Long before the coming of the modern industry we know today, cannabis afficionados have been asking the tough questions: what if I could eat my weed instead of smoke it? Preferably in a way that doesn’t make me sick.
Gone, however, are the days of brownies sold in hallways by the enterprising business students living on our nation’s fine post-secondary campuses. Not that people don’t make homemade brownies anymore, but they’re not exactly market leaders in the growing field of edible cannabis products.
Today, the sheer variety of edibles available not only from dispensaries, but even from your buddy down the street would be enough to blow the mind of anyone who smoked before legalization. No one measured dosages in micrograms, if they even knew what dosage they were selling. There were no choices to speak of: no extracts, infusions, or distillates. All in all, the modern world of edibles can be a little daunting!
Since the federal legalization of cannabis in Canada, edible products have really come into the fore as a force to be reckoned with. Some Canadians expressed that they were hesitant to smoke, even after doing so was legal, but many of those people were quite willing to try edible products. Some cited health concerns regarding smoke, while others expressed that they never enjoyed the taste or smell of marijuana when they’d smoked it in the past. With edibles, though, all those worries are things of the past! Edibles can be whatever flavour you imagine, and no matter how many you eat they won’t mess with your lungs.

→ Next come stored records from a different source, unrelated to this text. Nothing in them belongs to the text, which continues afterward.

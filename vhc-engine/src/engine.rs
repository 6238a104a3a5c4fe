//! Reconciliation engine facade
//!
//! Owns one job's view of the world: the alias map, the persisted-finding
//! cache, the derived finding list, the bulk selection, and the debounced
//! write timers. The host application re-derives findings through it on
//! every document change and routes every decision, labour, parts and
//! override edit through it.
//!
//! All persistence is asynchronous; nothing here blocks or spawns worker
//! threads. Operations on different findings run concurrently and
//! unordered. Two racing operations on the same finding are not
//! serialized: the later-resolving store response wins.

use std::collections::HashMap;
use std::sync::{Arc, Mutex, RwLock};

use rust_decimal::Decimal;
use tokio::sync::broadcast;
use tokio::task::JoinHandle;
use tracing::{debug, info, warn};
use uuid::Uuid;

use vhc_common::config::EngineConfig;
use vhc_common::events::{EventBus, JobEvent};
use vhc_common::ids::{CanonicalId, DisplayId};
use vhc_common::model::{ApprovalStatus, Severity};
use vhc_common::{Error, Result};

use crate::bulk::{BulkCoordinator, BulkOutcome, DecisionSelection};
use crate::costing::{self, Audience, CostBreakdown, JobTotals, LabourRates};
use crate::debounce::DebounceMap;
use crate::decision::{DecisionEngine, SetStatusOutcome};
use crate::extractor::{derive_findings, ChecklistDocument, Finding};
use crate::identity::AliasStore;
use crate::materialize::Materializer;
use crate::optimistic::commit_or_revert;
use crate::state::{FindingField, SharedJobState};
use crate::store::{FindingStore, StatusPatch, StoreChange};
use crate::sync;

/// Finding reconciliation and authorization engine for one job
pub struct ReconciliationEngine {
    job_id: Uuid,
    config: EngineConfig,
    rates: LabourRates,
    store: Arc<dyn FindingStore>,
    state: SharedJobState,
    aliases: Arc<AliasStore>,
    materializer: Arc<Materializer>,
    decision: Arc<DecisionEngine>,
    bulk: BulkCoordinator,
    selection: Mutex<DecisionSelection>,
    debounce: DebounceMap<(CanonicalId, FindingField)>,
    events: EventBus,
    /// Latest derived findings, keyed by display id
    derived: RwLock<HashMap<DisplayId, Finding>>,
    sync_task: Mutex<Option<JoinHandle<()>>>,
}
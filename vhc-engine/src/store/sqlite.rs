//! SQLite-backed `FindingStore` implementation
//!
//! Reference persistence adapter. Money columns are stored as decimal
//! strings (SQLite has no decimal type); timestamps use the chrono
//! bindings. Schema is created on connect if missing.

use std::collections::HashMap;
use std::path::Path;
use std::sync::Mutex;

use async_trait::async_trait;
use chrono::{DateTime, Utc};
use rust_decimal::Decimal;
use sqlx::{Row, SqlitePool};
use tokio::sync::broadcast;
use tracing::debug;
use uuid::Uuid;

use vhc_common::ids::{CanonicalId, DisplayId};
use vhc_common::model::{
    AliasRow, ApprovalStatus, DisplayStatus, JobSnapshot, NewFinding, PartLine, PersistedFinding,
    Severity,
};
use vhc_common::{Error, Result};

use super::{FindingStore, StatusPatch, StoreChange};

const CHANGE_CHANNEL_CAPACITY: usize = 64;

/// SQLite persistence adapter
pub struct SqliteStore {
    pool: SqlitePool,
    channels: Mutex<HashMap<Uuid, broadcast::Sender<StoreChange>>>,
}

impl SqliteStore {
    /// Open (or create) the database at `db_path` and initialize tables.
    pub async fn connect(db_path: &Path) -> Result<Self> {
        if let Some(parent) = db_path.parent() {
            std::fs::create_dir_all(parent)?;
        }

        // SQLite URI with mode=rwc (read, write, create)
        let db_url = format!("sqlite://{}?mode=rwc", db_path.display());
        debug!("Connecting to database: {}", db_url);

        let pool = SqlitePool::connect(&db_url).await?;
        let store = Self {
            pool,
            channels: Mutex::new(HashMap::new()),
        };
        store.init_tables().await?;
        Ok(store)
    }

    /// Create engine tables if they don't exist.
    async fn init_tables(&self) -> Result<()> {
        sqlx::query(
            r#"
            CREATE TABLE IF NOT EXISTS findings (
                canonical_id INTEGER PRIMARY KEY AUTOINCREMENT,
                job_id TEXT NOT NULL,
                section TEXT NOT NULL,
                sub_area_key TEXT NOT NULL DEFAULT '',
                source_key TEXT NOT NULL DEFAULT '',
                line_key TEXT NOT NULL DEFAULT '',
                issue_title TEXT NOT NULL,
                issue_description TEXT NOT NULL DEFAULT '',
                severity TEXT NOT NULL,
                approval_status TEXT NOT NULL DEFAULT 'pending',
                display_status TEXT NOT NULL,
                labour_hours REAL,
                labour_complete INTEGER NOT NULL DEFAULT 0,
                parts_complete INTEGER NOT NULL DEFAULT 0,
                parts_not_required INTEGER NOT NULL DEFAULT 0,
                total_override TEXT,
                updated_at TEXT NOT NULL
            )
            "#,
        )
        .execute(&self.pool)
        .await?;

        sqlx::query("CREATE INDEX IF NOT EXISTS idx_findings_job ON findings(job_id)")
            .execute(&self.pool)
            .await?;

        sqlx::query(
            r#"
            CREATE TABLE IF NOT EXISTS part_lines (
                id INTEGER PRIMARY KEY AUTOINCREMENT,
                job_id TEXT NOT NULL,
                finding_id INTEGER NOT NULL,
                description TEXT NOT NULL DEFAULT '',
                quantity TEXT NOT NULL,
                unit_price TEXT NOT NULL,
                updated_at TEXT NOT NULL
            )
            "#,
        )
        .execute(&self.pool)
        .await?;

        sqlx::query("CREATE INDEX IF NOT EXISTS idx_part_lines_job ON part_lines(job_id)")
            .execute(&self.pool)
            .await?;

        sqlx::query(
            r#"
            CREATE TABLE IF NOT EXISTS aliases (
                job_id TEXT NOT NULL,
                display_id TEXT NOT NULL,
                canonical_id INTEGER NOT NULL,
                PRIMARY KEY (job_id, display_id)
            )
            "#,
        )
        .execute(&self.pool)
        .await?;

        debug!("Database tables initialized (findings, part_lines, aliases)");
        Ok(())
    }

    /// Attach a part line to a finding, as the external parts subsystem
    /// would, and notify subscribers.
    pub async fn add_part_line(
        &self,
        job_id: Uuid,
        finding_id: CanonicalId,
        description: &str,
        quantity: Decimal,
        unit_price: Decimal,
    ) -> Result<PartLine> {
        let now = Utc::now();
        let result = sqlx::query(
            r#"
            INSERT INTO part_lines (job_id, finding_id, description, quantity, unit_price, updated_at)
            VALUES (?, ?, ?, ?, ?, ?)
            "#,
        )
        .bind(job_id.to_string())
        .bind(finding_id.value())
        .bind(description)
        .bind(quantity.to_string())
        .bind(unit_price.to_string())
        .bind(now)
        .execute(&self.pool)
        .await?;

        let line = PartLine {
            id: result.last_insert_rowid(),
            finding_id,
            description: description.to_string(),
            quantity,
            unit_price,
            updated_at: now,
        };

        let lines = self.part_lines_for(job_id, finding_id).await?;
        self.broadcast(job_id, StoreChange::PartLinesChanged { finding_id, lines });
        Ok(line)
    }

    async fn part_lines_for(&self, job_id: Uuid, finding_id: CanonicalId) -> Result<Vec<PartLine>> {
        let rows = sqlx::query(
            "SELECT id, finding_id, description, quantity, unit_price, updated_at
             FROM part_lines WHERE job_id = ? AND finding_id = ?",
        )
        .bind(job_id.to_string())
        .bind(finding_id.value())
        .fetch_all(&self.pool)
        .await?;
        rows.iter().map(row_to_part_line).collect()
    }

    fn broadcast(&self, job_id: Uuid, change: StoreChange) {
        if let Some(tx) = self.channels.lock().unwrap().get(&job_id) {
            let _ = tx.send(change);
        }
    }
}

#[async_trait]
impl FindingStore for SqliteStore {
    async fn fetch_job_findings(&self, job_id: Uuid) -> Result<JobSnapshot> {
        let finding_rows = sqlx::query("SELECT * FROM findings WHERE job_id = ?")
            .bind(job_id.to_string())
            .fetch_all(&self.pool)
            .await?;
        let findings = finding_rows
            .iter()
            .map(row_to_finding)
            .collect::<Result<Vec<_>>>()?;

        let part_rows = sqlx::query(
            "SELECT id, finding_id, description, quantity, unit_price, updated_at
             FROM part_lines WHERE job_id = ?",
        )
        .bind(job_id.to_string())
        .fetch_all(&self.pool)
        .await?;
        let part_lines = part_rows
            .iter()
            .map(row_to_part_line)
            .collect::<Result<Vec<_>>>()?;

        let alias_rows = sqlx::query("SELECT display_id, canonical_id FROM aliases WHERE job_id = ?")
            .bind(job_id.to_string())
            .fetch_all(&self.pool)
            .await?;
        let aliases = alias_rows
            .iter()
            .map(|row| AliasRow {
                display_id: DisplayId::new(row.get::<String, _>("display_id")),
                canonical_id: CanonicalId::new(row.get::<i64, _>("canonical_id")),
            })
            .collect();

        Ok(JobSnapshot {
            findings,
            part_lines,
            aliases,
        })
    }

    async fn create_finding(&self, job_id: Uuid, new: NewFinding) -> Result<CanonicalId> {
        let now = Utc::now();
        let display_status = DisplayStatus::from_severity(new.severity);
        let result = sqlx::query(
            r#"
            INSERT INTO findings (
                job_id, section, sub_area_key, source_key, line_key,
                issue_title, issue_description, severity,
                approval_status, display_status, labour_hours, updated_at
            )
            VALUES (?, ?, ?, ?, ?, ?, ?, ?, 'pending', ?, ?, ?)
            "#,
        )
        .bind(job_id.to_string())
        .bind(&new.section)
        .bind(&new.sub_area_key)
        .bind(&new.source_key)
        .bind(&new.line_key)
        .bind(&new.issue_title)
        .bind(&new.issue_description)
        .bind(new.severity.to_string())
        .bind(display_status.to_string())
        .bind(new.labour_hours)
        .bind(now)
        .execute(&self.pool)
        .await?;

        let canonical_id = CanonicalId::new(result.last_insert_rowid());
        debug!(canonical_id = %canonical_id, title = %new.issue_title, "Created finding");

        let finding = new.into_persisted(canonical_id, job_id, now);
        self.broadcast(job_id, StoreChange::FindingUpserted { finding });
        Ok(canonical_id)
    }

    async fn update_finding_status(
        &self,
        canonical_id: CanonicalId,
        patch: StatusPatch,
    ) -> Result<()> {
        let mut tx = self.pool.begin().await?;

        let row = sqlx::query("SELECT * FROM findings WHERE canonical_id = ?")
            .bind(canonical_id.value())
            .fetch_optional(&mut *tx)
            .await?
            .ok_or_else(|| Error::NotFound(format!("finding {}", canonical_id)))?;
        let mut finding = row_to_finding(&row)?;

        patch.apply_to(&mut finding);
        finding.updated_at = Utc::now();

        sqlx::query(
            r#"
            UPDATE findings SET
                approval_status = ?, display_status = ?, labour_hours = ?,
                labour_complete = ?, parts_complete = ?, parts_not_required = ?,
                total_override = ?, updated_at = ?
            WHERE canonical_id = ?
            "#,
        )
        .bind(finding.approval_status.to_string())
        .bind(finding.display_status.to_string())
        .bind(finding.labour_hours)
        .bind(finding.labour_complete)
        .bind(finding.parts_complete)
        .bind(finding.parts_not_required)
        .bind(finding.total_override.map(|d| d.to_string()))
        .bind(finding.updated_at)
        .bind(canonical_id.value())
        .execute(&mut *tx)
        .await?;

        tx.commit().await?;

        let job_id = finding.job_id;
        self.broadcast(job_id, StoreChange::FindingUpserted { finding });
        Ok(())
    }

    async fn upsert_alias(
        &self,
        job_id: Uuid,
        display_id: DisplayId,
        canonical_id: CanonicalId,
    ) -> Result<()> {
        let mut tx = self.pool.begin().await?;

        // One live display id per canonical id
        sqlx::query("DELETE FROM aliases WHERE job_id = ? AND canonical_id = ? AND display_id != ?")
            .bind(job_id.to_string())
            .bind(canonical_id.value())
            .bind(display_id.as_str())
            .execute(&mut *tx)
            .await?;

        sqlx::query("INSERT OR REPLACE INTO aliases (job_id, display_id, canonical_id) VALUES (?, ?, ?)")
            .bind(job_id.to_string())
            .bind(display_id.as_str())
            .bind(canonical_id.value())
            .execute(&mut *tx)
            .await?;

        tx.commit().await?;

        self.broadcast(
            job_id,
            StoreChange::AliasUpserted {
                display_id,
                canonical_id,
            },
        );
        Ok(())
    }

    async fn remove_alias(
        &self,
        job_id: Uuid,
        display_id: DisplayId,
        canonical_id: Option<CanonicalId>,
    ) -> Result<()> {
        let result = match canonical_id {
            Some(id) => {
                sqlx::query(
                    "DELETE FROM aliases WHERE job_id = ? AND display_id = ? AND canonical_id = ?",
                )
                .bind(job_id.to_string())
                .bind(display_id.as_str())
                .bind(id.value())
                .execute(&self.pool)
                .await?
            }
            None => {
                sqlx::query("DELETE FROM aliases WHERE job_id = ? AND display_id = ?")
                    .bind(job_id.to_string())
                    .bind(display_id.as_str())
                    .execute(&self.pool)
                    .await?
            }
        };

        if result.rows_affected() > 0 {
            self.broadcast(job_id, StoreChange::AliasRemoved { display_id });
        }
        Ok(())
    }

    fn subscribe(&self, job_id: Uuid) -> broadcast::Receiver<StoreChange> {
        self.channels
            .lock()
            .unwrap()
            .entry(job_id)
            .or_insert_with(|| broadcast::channel(CHANGE_CHANNEL_CAPACITY).0)
            .subscribe()
    }
}

fn row_to_finding(row: &sqlx::sqlite::SqliteRow) -> Result<PersistedFinding> {
    let job_id = Uuid::parse_str(&row.get::<String, _>("job_id"))
        .map_err(|e| Error::Persistence(format!("invalid job id: {}", e)))?;

    let severity_text: String = row.get("severity");
    let severity = Severity::parse(&severity_text);

    let approval_text: String = row.get("approval_status");
    let approval_status = ApprovalStatus::parse(&approval_text)
        .ok_or_else(|| Error::Persistence(format!("invalid approval status '{}'", approval_text)))?;

    let display_text: String = row.get("display_status");
    let display_status = DisplayStatus::parse(&display_text)
        .ok_or_else(|| Error::Persistence(format!("invalid display status '{}'", display_text)))?;

    let total_override = row
        .get::<Option<String>, _>("total_override")
        .map(|s| parse_decimal(&s, "total_override"))
        .transpose()?;

    Ok(PersistedFinding {
        canonical_id: CanonicalId::new(row.get::<i64, _>("canonical_id")),
        job_id,
        section: row.get("section"),
        sub_area_key: row.get("sub_area_key"),
        source_key: row.get("source_key"),
        line_key: row.get("line_key"),
        issue_title: row.get("issue_title"),
        issue_description: row.get("issue_description"),
        severity,
        approval_status,
        display_status,
        labour_hours: row.get("labour_hours"),
        labour_complete: row.get("labour_complete"),
        parts_complete: row.get("parts_complete"),
        parts_not_required: row.get("parts_not_required"),
        total_override,
        updated_at: row.get::<DateTime<Utc>, _>("updated_at"),
    })
}

fn row_to_part_line(row: &sqlx::sqlite::SqliteRow) -> Result<PartLine> {
    Ok(PartLine {
        id: row.get("id"),
        finding_id: CanonicalId::new(row.get::<i64, _>("finding_id")),
        description: row.get("description"),
        quantity: parse_decimal(&row.get::<String, _>("quantity"), "quantity")?,
        unit_price: parse_decimal(&row.get::<String, _>("unit_price"), "unit_price")?,
        updated_at: row.get::<DateTime<Utc>, _>("updated_at"),
    })
}

fn parse_decimal(text: &str, column: &str) -> Result<Decimal> {
    text.parse::<Decimal>()
        .map_err(|e| Error::Persistence(format!("invalid {} '{}': {}", column, text, e)))
}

One related factor that might have contributed to the swift growth of the edibles industry could be the increase in usage of THC distillate. Prior to legalization, this was not the sort of stuff that would be simple for your average joe to get a hold of. Nowadays, it’s typically found on a shelf! Widespread availability of distillate and other THC extracts and by-products has allowed for more frequent experimentation, which in turn has produced some delicious results.
THC distillates are simple to infuse in liquids, gummies, hard candies, and even Mac and Cheese. High-end chefs have been experimenting with the likes of THC glazes for steaks, and the first edible restaurant was opened in 2019 (in the States). Edible products have swiftly evolved from the preference of those who would rather not smoke to a burgeoning field of cuisine in a very short time.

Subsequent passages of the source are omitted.